January 2008 Newsletter

A Bit Of Personal History
First, I hope everyone had a safe and happy holiday season. I know at our home there was the constant comings and goings with kids and grandkids. With five children and two grandchildren it gets pretty hectic around here during the Christmas season. I also hope you enjoyed “Twas The Night Before Christmas”.

When I started this newsletter I launched right in to aviation things I was interested in, but I never took the time to explain who I am and what I am trying to do. I also did not understand how quickly time passes, and how quickly I needed to write next month’s newsletter. I always am learning what my wife has known for years – I try to get more done in any time frame than I ever have time to accomplish!


Because of this I may be a little late with the newsletter, but I will faithfully send it out.

Perhaps you may be interested in a little about me, and how I came to be so interested in aviation.

I grew up in the mid-West, Michigan in particular, and I remember the first time I ever saw a real airplane. It was at the Monroe County fair, and it was a V-tailed Beech Bonanza that was on a rotating platform.
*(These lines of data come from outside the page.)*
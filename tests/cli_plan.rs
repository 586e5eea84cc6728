use assert_cmd::prelude::*;
use std::process::Command;

#[test]
fn command_plan_sorted() -> anyhow::Result<()> {
    let mut cmd = Command::cargo_bin("maftc")?;
    let output = cmd
        .arg("plan")
        .arg("tests/maf/example.maf")
        .output()
        .unwrap();

    let stdout = String::from_utf8(output.stdout).unwrap();

    // the gapless row claims the whole first block in one segment
    assert!(stdout.contains("block #0: 4 rows, 10 cols, 1 segments"));
    assert!(stdout.contains("  ref=3 seqD [0, 10)"));
    assert!(stdout.contains("block #1: 2 rows, 4 cols, 1 segments"));
    assert!(stdout.contains("  ref=0 seqA [0, 4)"));

    Ok(())
}

#[test]
fn command_plan_raw() -> anyhow::Result<()> {
    let mut cmd = Command::cargo_bin("maftc")?;
    let output = cmd
        .arg("plan")
        .arg("--raw")
        .arg("tests/maf/example.maf")
        .output()
        .unwrap();

    let stdout = String::from_utf8(output.stdout).unwrap();

    assert!(stdout.contains("block #0: 4 rows, 10 cols, 7 segments"));
    for segment in [
        "ref=3 seqD [3, 4)",
        "ref=2 seqC [4, 5)",
        "ref=1 seqB [8, 9)",
        "ref=1 seqB [2, 3)",
        "ref=0 seqA [9, 10)",
        "ref=0 seqA [5, 8)",
        "ref=0 seqA [0, 2)",
    ] {
        assert!(stdout.contains(segment), "missing {}", segment);
    }

    Ok(())
}

#[test]
fn command_plan_matrix() -> anyhow::Result<()> {
    let mut cmd = Command::cargo_bin("maftc")?;
    let output = cmd
        .arg("plan")
        .arg("--raw")
        .arg("--matrix")
        .arg("tests/maf/example.maf")
        .output()
        .unwrap();

    let stdout = String::from_utf8(output.stdout).unwrap();

    assert!(stdout.contains("  **---***-* seqA"));
    assert!(stdout.contains("  ..*--...*. seqB"));
    assert!(stdout.contains("  .-.-*..... seqC"));
    assert!(stdout.contains("  ...*...... seqD"));

    Ok(())
}
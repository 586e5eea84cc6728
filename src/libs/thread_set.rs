//! Pinch-graph storage: one thread per sequence, merged base by base.
//!
//! Threads live in one concatenated coordinate space backed by an
//! orientation-aware union-find. Each element carries a flip bit relative
//! to its parent, so a class knows the relative orientation of every member
//! and merged blocks can be reconstructed with correct strands.

use std::collections::BTreeMap;

use indexmap::IndexMap;

use crate::libs::pinch::Pinch;

#[derive(Debug, Clone)]
pub struct Thread {
    pub name: String,
    pub offset: usize,
    pub length: usize,
}

/// Union-find with a relative-orientation bit per element.
///
/// `flip[x]` is the orientation of `x` relative to its parent; parities
/// accumulate along the path to the root. Path compression rewrites them
/// relative to the root, union is by rank.
#[derive(Debug, Default)]
struct BidiUnionFind {
    parent: Vec<usize>,
    rank: Vec<u8>,
    flip: Vec<bool>,
}

impl BidiUnionFind {
    fn grow(&mut self, n: usize) {
        let old = self.parent.len();
        self.parent.extend(old..old + n);
        self.rank.resize(old + n, 0);
        self.flip.resize(old + n, false);
    }

    /// Root of `x` and the orientation of `x` relative to that root.
    fn find(&mut self, x: usize) -> (usize, bool) {
        let mut root = x;
        let mut parity = false;
        while self.parent[root] != root {
            parity ^= self.flip[root];
            root = self.parent[root];
        }

        // compress, rewriting parities relative to the root
        let mut cur = x;
        let mut cur_parity = parity;
        while self.parent[cur] != root && self.parent[cur] != cur {
            let next = self.parent[cur];
            let next_parity = cur_parity ^ self.flip[cur];
            self.parent[cur] = root;
            self.flip[cur] = cur_parity;
            cur = next;
            cur_parity = next_parity;
        }

        (root, parity)
    }

    /// Unites `x` and `y` with relative orientation `flipped`.
    ///
    /// Uniting bases already in one class is a no-op; an orientation
    /// conflict keeps the existing relation (conflicting alignments are
    /// executed in input order, not reconciled).
    fn union(&mut self, x: usize, y: usize, flipped: bool) {
        let (rx, px) = self.find(x);
        let (ry, py) = self.find(y);
        if rx == ry {
            return;
        }

        let rel = px ^ py ^ flipped;
        match self.rank[rx].cmp(&self.rank[ry]) {
            std::cmp::Ordering::Less => {
                self.parent[rx] = ry;
                self.flip[rx] = rel;
            }
            std::cmp::Ordering::Greater => {
                self.parent[ry] = rx;
                self.flip[ry] = rel;
            }
            std::cmp::Ordering::Equal => {
                self.parent[ry] = rx;
                self.flip[ry] = rel;
                self.rank[rx] += 1;
            }
        }
    }
}

/// One member of a merged block: a gap-free base run on one thread.
#[derive(Debug, Clone, PartialEq, Eq)]
pub struct BlockMember {
    pub thread: usize,
    pub start: i64,
    pub length: i64,
    pub forward: bool,
}

#[derive(Debug, Clone, PartialEq, Eq)]
pub struct MergedBlock {
    pub members: Vec<BlockMember>,
}

#[derive(Debug, Default)]
pub struct ThreadSet {
    threads: IndexMap<String, Thread>,
    total: usize,
    dsu: BidiUnionFind,
}

impl ThreadSet {
    pub fn new() -> Self {
        Self::default()
    }

    pub fn num_threads(&self) -> usize {
        self.threads.len()
    }

    pub fn total_bases(&self) -> usize {
        self.total
    }

    pub fn thread(&self, idx: usize) -> Option<&Thread> {
        self.threads.get_index(idx).map(|(_, t)| t)
    }

    pub fn threads(&self) -> impl Iterator<Item = &Thread> {
        self.threads.values()
    }

    /// A thread is created exactly once per name.
    pub fn create_thread(&mut self, name: &str, length: usize) -> anyhow::Result<()> {
        if self.threads.contains_key(name) {
            anyhow::bail!("thread {} already exists", name);
        }
        self.threads.insert(
            name.to_string(),
            Thread {
                name: name.to_string(),
                offset: self.total,
                length,
            },
        );
        self.total += length;
        self.dsu.grow(length);
        Ok(())
    }

    fn pos(&self, name: &str, p: i64) -> anyhow::Result<usize> {
        let thread = self
            .threads
            .get(name)
            .ok_or_else(|| anyhow::anyhow!("unknown thread: {}", name))?;
        anyhow::ensure!(
            p >= 0 && (p as usize) < thread.length,
            "position {} out of thread {} (length {})",
            p,
            name,
            thread.length
        );
        Ok(thread.offset + p as usize)
    }

    /// Unites base `a_start + k` with `b_start + k` (same strand) or with
    /// `b_start + length - 1 - k` (opposite strand), for `k` in `0..length`.
    pub fn merge_ranges(
        &mut self,
        a: &str,
        a_start: i64,
        b: &str,
        b_start: i64,
        length: i64,
        same_strand: bool,
    ) -> anyhow::Result<()> {
        anyhow::ensure!(length > 0, "zero-length merge of {} and {}", a, b);
        for k in 0..length {
            let x = self.pos(a, a_start + k)?;
            let y = if same_strand {
                self.pos(b, b_start + k)?
            } else {
                self.pos(b, b_start + length - 1 - k)?
            };
            self.dsu.union(x, y, !same_strand);
        }
        Ok(())
    }

    /// Whether two bases have been united, directly or transitively.
    pub fn same_base(&mut self, a: &str, pa: i64, b: &str, pb: i64) -> anyhow::Result<bool> {
        let x = self.pos(a, pa)?;
        let y = self.pos(b, pb)?;
        Ok(self.dsu.find(x).0 == self.dsu.find(y).0)
    }

    fn thread_index_of(&self, global: usize) -> usize {
        // threads are laid out in creation order; offsets are ascending
        let mut lo = 0;
        let mut hi = self.threads.len();
        while lo + 1 < hi {
            let mid = (lo + hi) / 2;
            let (_, t) = self.threads.get_index(mid).unwrap();
            if t.offset <= global {
                lo = mid;
            } else {
                hi = mid;
            }
        }
        lo
    }

    /// Reconstructs maximal merged blocks by walking every thread left to
    /// right and extending a block while all member classes advance in
    /// parallel. Members of opposite orientation advance backward.
    ///
    /// Blocks with fewer than `min_rows` members are dropped, so
    /// `min_rows = 1` reports unmerged runs too.
    pub fn merged_blocks(&mut self, min_rows: usize) -> Vec<MergedBlock> {
        // class membership: root -> sorted member (position, parity) list
        let mut classes: BTreeMap<usize, Vec<(usize, bool)>> = BTreeMap::new();
        for g in 0..self.total {
            let (root, parity) = self.dsu.find(g);
            classes.entry(root).or_default().push((g, parity));
        }

        let mut consumed = vec![false; self.total];
        let mut blocks = vec![];

        for ti in 0..self.threads.len() {
            let (offset, length) = {
                let (_, t) = self.threads.get_index(ti).unwrap();
                (t.offset, t.length)
            };
            let mut p = 0;
            while p < length {
                let anchor = offset + p;
                if consumed[anchor] {
                    p += 1;
                    continue;
                }

                let (root, anchor_parity) = self.dsu.find(anchor);
                let column = classes[&root].clone();
                let run_len = self.extend_run(&column, anchor_parity, anchor, &classes, &consumed);

                // mark every member base of every column in the run
                for k in 0..run_len {
                    let (r, _) = self.dsu.find(anchor + k);
                    for &(pos, _) in &classes[&r] {
                        consumed[pos] = true;
                    }
                }

                if column.len() >= min_rows {
                    let mut members: Vec<BlockMember> = column
                        .iter()
                        .map(|&(pos, parity)| {
                            let mt = self.thread_index_of(pos);
                            let local = (pos - self.threads.get_index(mt).unwrap().1.offset) as i64;
                            let forward = parity == anchor_parity;
                            let start = if forward { local } else { local - run_len as i64 + 1 };
                            BlockMember {
                                thread: mt,
                                start,
                                length: run_len as i64,
                                forward,
                            }
                        })
                        .collect();
                    members.sort_by_key(|m| (m.thread, m.start));
                    blocks.push(MergedBlock { members });
                }

                p += run_len;
            }
        }

        blocks
    }

    /// Number of columns the block anchored at `anchor` can cover.
    fn extend_run(
        &mut self,
        column: &[(usize, bool)],
        anchor_parity: bool,
        anchor: usize,
        classes: &BTreeMap<usize, Vec<(usize, bool)>>,
        consumed: &[bool],
    ) -> usize {
        let mut run_len = 1;
        'extend: loop {
            let next = anchor + run_len;
            if next >= self.total || consumed[next] {
                break;
            }
            let (next_root, next_anchor_parity) = self.dsu.find(next);
            let next_column = &classes[&next_root];
            if next_column.len() != column.len() {
                break;
            }

            // every member of the first column must advance run_len bases,
            // keeping its relative orientation and staying on its own thread
            for &(pos, parity) in column {
                let rel = parity ^ anchor_parity;
                let (t_start, t_end) = {
                    let t = self.thread_index_of(pos);
                    let (_, th) = self.threads.get_index(t).unwrap();
                    (th.offset, th.offset + th.length)
                };
                let expected = if !rel {
                    if pos + run_len >= t_end {
                        break 'extend;
                    }
                    pos + run_len
                } else {
                    if pos < t_start + run_len {
                        break 'extend;
                    }
                    pos - run_len
                };
                let wanted_parity = rel ^ next_anchor_parity;
                if !next_column.contains(&(expected, wanted_parity)) {
                    break 'extend;
                }
            }
            run_len += 1;
        }
        run_len
    }
}

impl Pinch for ThreadSet {
    fn pinch(
        &mut self,
        a: &str,
        a_start: i64,
        b: &str,
        b_start: i64,
        length: i64,
        same_strand: bool,
    ) -> anyhow::Result<()> {
        self.merge_ranges(a, a_start, b, b_start, length, same_strand)
    }
}
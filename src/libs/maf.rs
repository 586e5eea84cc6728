use std::io::{self, BufRead, Write};

/// The only gap symbol recognized in alignment texts.
pub const GAP: u8 = b'-';

#[derive(Debug, Clone, Default)]
pub struct MafComp {
    pub src: String,
    pub start: usize, // 0-based, in strand coordinates as written in the s line
    pub size: usize,  // ungapped length of text
    pub strand: char,
    pub src_size: usize,
    pub text: String,
}

impl MafComp {
    pub fn seq(&self) -> &[u8] {
        self.text.as_bytes()
    }

    pub fn has_gaps(&self) -> bool {
        self.seq().contains(&GAP)
    }

    pub fn gap_count(&self) -> usize {
        self.seq().iter().filter(|&&c| c == GAP).count()
    }

    /// Positive-strand start of this row's ungapped chunk.
    ///
    /// MAF starts are strand-local; a `-` row counts from the end of the
    /// source sequence.
    pub fn positive_start(&self) -> usize {
        if self.strand == '-' {
            self.src_size - self.start - self.size
        } else {
            self.start
        }
    }
}

#[derive(Debug, Clone, Default)]
pub struct MafAli {
    pub score: Option<f64>,
    pub components: Vec<MafComp>,
}

impl MafAli {
    pub fn num_rows(&self) -> usize {
        self.components.len()
    }

    pub fn num_cols(&self) -> usize {
        self.components.first().map_or(0, |c| c.text.len())
    }
}

pub struct MafReader<R> {
    reader: std::io::BufReader<R>,
    line_buf: String,
}

impl<R: std::io::Read> MafReader<R> {
    pub fn new(inner: R) -> Self {
        Self {
            reader: std::io::BufReader::new(inner),
            line_buf: String::new(),
        }
    }

    fn read_line(&mut self) -> std::io::Result<usize> {
        self.line_buf.clear();
        self.reader.read_line(&mut self.line_buf)
    }
}

fn parse_s_line(line: &str) -> anyhow::Result<MafComp> {
    // Format: s src start size strand srcSize text
    let parts: Vec<&str> = line.split_whitespace().collect();
    if parts.len() != 7 {
        return Err(anyhow::anyhow!("Invalid MAF s line: {}", line));
    }

    let src = parts[1].to_string();
    let start: usize = parts[2]
        .parse()
        .map_err(|_| anyhow::anyhow!("Invalid start in s line: {}", parts[2]))?;
    let size: usize = parts[3]
        .parse()
        .map_err(|_| anyhow::anyhow!("Invalid size in s line: {}", parts[3]))?;
    let strand = match parts[4] {
        "+" => '+',
        "-" => '-',
        other => return Err(anyhow::anyhow!("Invalid strand in s line: {}", other)),
    };
    let src_size: usize = parts[5]
        .parse()
        .map_err(|_| anyhow::anyhow!("Invalid srcSize in s line: {}", parts[5]))?;
    let text = parts[6].to_string();

    let comp = MafComp {
        src,
        start,
        size,
        strand,
        src_size,
        text,
    };

    let non_gap = comp.text.len() - comp.gap_count();
    if non_gap != comp.size {
        return Err(anyhow::anyhow!(
            "s line of {} declares size {} but text holds {} bases",
            comp.src,
            comp.size,
            non_gap
        ));
    }
    if comp.start + comp.size > comp.src_size {
        return Err(anyhow::anyhow!(
            "s line of {} extends past srcSize {}",
            comp.src,
            comp.src_size
        ));
    }

    Ok(comp)
}

impl<R: std::io::Read> Iterator for MafReader<R> {
    type Item = anyhow::Result<MafAli>;

    fn next(&mut self) -> Option<Self::Item> {
        // Seek the next a line
        let mut ali = loop {
            match self.read_line() {
                Ok(0) => return None, // EOF
                Ok(_) => {
                    let line = self.line_buf.trim();
                    if line.is_empty() || line.starts_with('#') {
                        continue;
                    }
                    if line.split_whitespace().next() != Some("a") {
                        continue;
                    }

                    // Parse "a score=23262.0" style key=value fields
                    let mut ali = MafAli::default();
                    for field in line.split_whitespace().skip(1) {
                        if let Some(value) = field.strip_prefix("score=") {
                            ali.score = value.parse().ok();
                        }
                    }
                    break ali;
                }
                Err(e) => return Some(Err(anyhow::Error::new(e))),
            }
        };

        // Collect s lines until the blank separator
        loop {
            match self.read_line() {
                Ok(0) => break, // EOF closes the block
                Ok(_) => {
                    let line = self.line_buf.trim();
                    if line.is_empty() {
                        break;
                    }
                    if line.split_whitespace().next() == Some("s") {
                        match parse_s_line(line) {
                            Ok(comp) => ali.components.push(comp),
                            Err(e) => return Some(Err(e)),
                        }
                    }
                    // i, e and q lines carry annotations this tool ignores
                }
                Err(e) => return Some(Err(anyhow::Error::new(e))),
            }
        }

        if ali.components.is_empty() {
            return Some(Err(anyhow::anyhow!("Alignment block without s lines")));
        }
        let num_cols = ali.num_cols();
        for comp in &ali.components {
            if comp.text.len() != num_cols {
                return Some(Err(anyhow::anyhow!(
                    "Ragged block: {} has {} columns, expected {}",
                    comp.src,
                    comp.text.len(),
                    num_cols
                )));
            }
        }

        Some(Ok(ali))
    }
}

pub struct MafWriter<W: Write> {
    writer: W,
}

impl<W: Write> MafWriter<W> {
    pub fn new(writer: W) -> Self {
        Self { writer }
    }

    pub fn write_header(&mut self, program: &str) -> io::Result<()> {
        writeln!(self.writer, "##maf version=1 scoring={}", program)
    }

    pub fn write_ali(&mut self, ali: &MafAli) -> io::Result<()> {
        writeln!(self.writer, "a score={:.1}", ali.score.unwrap_or(0.0))?;
        for comp in &ali.components {
            writeln!(
                self.writer,
                "s {:<20} {:10} {:10} {} {:10} {}",
                comp.src, comp.start, comp.size, comp.strand, comp.src_size, comp.text
            )?;
        }
        writeln!(self.writer)?;
        Ok(())
    }
}
//! Issuing of base-range merge operations for planned segments.

use anyhow::Context;

use crate::libs::coords::{self, Bookmark};
use crate::libs::maf::{MafAli, MafComp, GAP};
use crate::libs::planner::{Region, RefSegment};

/// Merge capability of the thread-graph storage.
///
/// `a_start`/`b_start` are positive-strand coordinates of the first base of
/// each range; with `same_strand` false, base `a_start + k` pairs with
/// `b_start + length - 1 - k`.
pub trait Pinch {
    fn pinch(
        &mut self,
        a: &str,
        a_start: i64,
        b: &str,
        b_start: i64,
        length: i64,
        same_strand: bool,
    ) -> anyhow::Result<()>;
}

#[derive(Debug, Clone, PartialEq, Eq)]
pub struct PinchOp {
    pub a: String,
    pub a_start: i64,
    pub b: String,
    pub b_start: i64,
    pub length: i64,
    pub same_strand: bool,
}

/// Collects pinch operations instead of applying them. Lets block-local
/// work run off-thread while merge application stays sequential.
#[derive(Debug, Default)]
pub struct PinchRecorder {
    pub ops: Vec<PinchOp>,
}

impl Pinch for PinchRecorder {
    fn pinch(
        &mut self,
        a: &str,
        a_start: i64,
        b: &str,
        b_start: i64,
        length: i64,
        same_strand: bool,
    ) -> anyhow::Result<()> {
        self.ops.push(PinchOp {
            a: a.to_string(),
            a_start,
            b: b.to_string(),
            b_start,
            length,
            same_strand,
        });
        Ok(())
    }
}

/// Walks every planned segment and pinches each other row of the block
/// against the segment's reference row.
pub fn issue_pinches(
    ali: &MafAli,
    segments: &[RefSegment],
    sink: &mut impl Pinch,
) -> anyhow::Result<()> {
    for seg in segments {
        let rf = &ali.components[seg.ref_row];
        for (pi, comp) in ali.components.iter().enumerate() {
            if pi == seg.ref_row {
                continue;
            }
            pinch_pair(rf, comp, seg.region, sink).with_context(|| {
                format!(
                    "pinching {} against reference {} in columns [{}, {})",
                    comp.src, rf.src, seg.region.start, seg.region.end
                )
            })?;
        }
    }
    Ok(())
}

/// Pinches every maximal sub-run of `region` where both rows are gap-free.
///
/// Bookmarks are fresh per pair traversal; columns are visited left to
/// right, so the forward-only scan contract of the mapper holds.
fn pinch_pair(
    a: &MafComp,
    b: &MafComp,
    region: Region,
    sink: &mut impl Pinch,
) -> anyhow::Result<()> {
    let sa = a.seq();
    let sb = b.seq();
    let a_gaps = a.has_gaps();
    let b_gaps = b.has_gaps();
    let same_strand = a.strand == b.strand;

    let mut a_bm = Bookmark::new();
    let mut b_bm = Bookmark::new();

    let mut c = region.start;
    while c < region.end {
        if sa[c] == GAP || sb[c] == GAP {
            c += 1;
            continue;
        }
        let s = c;
        while c < region.end && sa[c] != GAP && sb[c] != GAP {
            c += 1;
        }
        let run_len = c - s;

        let a_off = coords::local_offset(sa, s, &mut a_bm, a_gaps);
        let b_off = coords::local_offset(sb, s, &mut b_bm, b_gaps);
        let a_span = coords::local_offset(sa, c - 1, &mut a_bm, a_gaps) - a_off + 1;
        let b_span = coords::local_offset(sb, c - 1, &mut b_bm, b_gaps) - b_off + 1;
        if a_span != run_len as i64 || b_span != run_len as i64 {
            anyhow::bail!(
                "paired runs of unequal length in columns [{}, {}): {} spans {} bases, {} spans {}",
                s,
                c,
                a.src,
                a_span,
                b.src,
                b_span
            );
        }

        let a_start = coords::global_positive_start(a_off, a.positive_start(), a.size, a.strand, run_len);
        let b_start = coords::global_positive_start(b_off, b.positive_start(), b.size, b.strand, run_len);
        sink.pinch(&a.src, a_start, &b.src, b_start, run_len as i64, same_strand)?;
    }

    Ok(())
}

#[cfg(test)]
mod tests {
    use super::*;
    use crate::libs::maf::MafReader;
    use crate::libs::planner::plan_block;

    fn parse_one(input: &str) -> MafAli {
        MafReader::new(input.as_bytes()).next().unwrap().unwrap()
    }

    fn record(input: &str) -> Vec<PinchOp> {
        let ali = parse_one(input);
        let segments = plan_block(&ali).unwrap();
        let mut rec = PinchRecorder::default();
        issue_pinches(&ali, &segments, &mut rec).unwrap();
        rec.ops
    }

    #[test]
    fn test_single_row_block_no_pinches() {
        let ops = record("a\ns s1 0 4 + 50 ACGT\n\n");
        assert!(ops.is_empty());
    }

    #[test]
    fn test_gapless_pair_single_op() {
        let ops = record(
            "a\n\
             s tgt 10 6 + 100 ACGTCA\n\
             s qry 20 6 + 100 ACGTCA\n\n",
        );
        assert_eq!(
            ops,
            vec![PinchOp {
                a: "tgt".to_string(),
                a_start: 10,
                b: "qry".to_string(),
                b_start: 20,
                length: 6,
                same_strand: true,
            }]
        );
    }

    #[test]
    fn test_gaps_split_runs() {
        // reference (gapless) vs a row with a middle gap
        let ops = record(
            "a\n\
             s tgt 0 8 + 100 ACGTACGT\n\
             s qry 5 6 + 100 AC--ACGT\n\n",
        );
        assert_eq!(ops.len(), 2);
        assert_eq!((ops[0].a_start, ops[0].b_start, ops[0].length), (0, 5, 2));
        assert_eq!((ops[1].a_start, ops[1].b_start, ops[1].length), (4, 7, 4));
    }

    #[test]
    fn test_minus_strand_coordinates() {
        // qry: srcSize 100, strand-local start 10, size 6
        // positive-strand chunk is [84, 90)
        let ops = record(
            "a\n\
             s tgt 10 6 + 100 ACGTCA\n\
             s qry 10 6 - 100 ACGTCA\n\n",
        );
        assert_eq!(
            ops,
            vec![PinchOp {
                a: "tgt".to_string(),
                a_start: 10,
                b: "qry".to_string(),
                b_start: 84,
                length: 6,
                same_strand: false,
            }]
        );
    }

    #[test]
    fn test_minus_strand_split_runs_stay_contiguous() {
        // qry positive chunk: srcSize 50, start 4, size 6 -> [40, 46)
        let ops = record(
            "a\n\
             s tgt 0 8 + 100 ACGTACGT\n\
             s qry 4 6 - 50 AC--GTAC\n\n",
        );
        assert_eq!(ops.len(), 2);
        // first run: columns [0,2), qry offsets 0..2 -> positive [44, 46)
        assert_eq!((ops[0].a_start, ops[0].b_start, ops[0].length), (0, 44, 2));
        // second run: columns [4,8), qry offsets 2..6 -> positive [40, 44)
        assert_eq!((ops[1].a_start, ops[1].b_start, ops[1].length), (4, 40, 4));
        assert!(ops.iter().all(|op| !op.same_strand));
    }

    #[test]
    fn test_cross_block_closure() {
        use crate::libs::registry::SeqPool;

        let input = "\
a
s seqA 2 6 + 20 AC---ACG-G
s seqB 0 8 + 12 ACG--ACGGC
s seqC 3 8 - 15 A-G-TACGGC
s seqD 5 10 + 18 ACGTTACGGC

a
s seqA 2 4 + 20 ACAC
s seqE 0 4 + 10 ACAC

";
        let blocks: Vec<MafAli> = MafReader::new(input.as_bytes())
            .collect::<Result<Vec<_>, _>>()
            .unwrap();

        let mut pool = SeqPool::new();
        for ali in &blocks {
            for comp in &ali.components {
                pool.fill(comp).unwrap();
            }
        }
        let mut thread_set = pool.build_thread_set().unwrap();
        for ali in &blocks {
            let segments = plan_block(ali).unwrap();
            issue_pinches(ali, &segments, &mut thread_set).unwrap();
        }

        // within the first block, column 0 unites all four rows
        assert!(thread_set.same_base("seqA", 2, "seqD", 5).unwrap());
        assert!(thread_set.same_base("seqB", 0, "seqD", 5).unwrap());
        // seqC is reverse complemented; its column-0 base sits at
        // positive-strand position 4 + (8 - 1) = 11
        assert!(thread_set.same_base("seqC", 11, "seqD", 5).unwrap());
        // seqE was only aligned against seqA in the second block, yet joins
        // seqD through the closure
        assert!(thread_set.same_base("seqE", 0, "seqD", 5).unwrap());
        assert!(thread_set.same_base("seqE", 1, "seqB", 1).unwrap());
        // untouched bases stay apart
        assert!(!thread_set.same_base("seqE", 0, "seqD", 6).unwrap());
    }

    #[test]
    fn test_worked_example_pairings() {
        let ali = parse_one(
            "a\n\
             s seqA 2 6 + 20 AC---ACG-G\n\
             s seqB 0 8 + 12 ACG--ACGGC\n\
             s seqC 3 8 - 15 A-G-TACGGC\n\
             s seqD 5 10 + 18 ACGTTACGGC\n\n",
        );
        let segments = plan_block(&ali).unwrap();
        let mut rec = PinchRecorder::default();
        issue_pinches(&ali, &segments, &mut rec).unwrap();

        // seqD is the lone gapless reference; each other row contributes its
        // gap-free runs: seqA 3, seqB 2, seqC 3
        assert_eq!(rec.ops.len(), 8);
        assert!(rec.ops.iter().all(|op| op.a == "seqD"));
        let bases: i64 = rec.ops.iter().map(|op| op.length).sum();
        assert_eq!(bases, 22);
    }
}
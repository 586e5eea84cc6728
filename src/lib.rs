pub mod libs;

pub use crate::libs::io::{reader, writer};
pub use crate::libs::maf::{MafAli, MafComp, MafReader, MafWriter, GAP};
pub use crate::libs::pinch::{issue_pinches, Pinch, PinchOp, PinchRecorder};
pub use crate::libs::planner::{comparison_order, plan_block, RefSegment, Region};
pub use crate::libs::registry::SeqPool;
pub use crate::libs::thread_set::ThreadSet;
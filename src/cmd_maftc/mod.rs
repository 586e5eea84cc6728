//! Subcommand modules for the `maftc` binary.

pub mod closure;
pub mod plan;
pub mod stat;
As it went around the rotating beacon was on, and I just stood there looking at this airplane and immediately
knew I wanted to learn how to fly. My family was large and poor, and my mother died when I was quite young, so I knew it would be a long time before I could learn how to fly.

Because I had five sisters, and my mother was gone, the deal my father had with me was that when I graduated from high school I was to move out and live on my own. So, two days after graduation
I joined the U.S. Air Force, but because of my eyesight I couldn’t get into the flying program. It turned out I have a gift for language, so they sent me to Syracuse University (the Orangemen) where I learned to read, write and speak Russian. I was then sent to San Angelo, Texas, and there was a flying club!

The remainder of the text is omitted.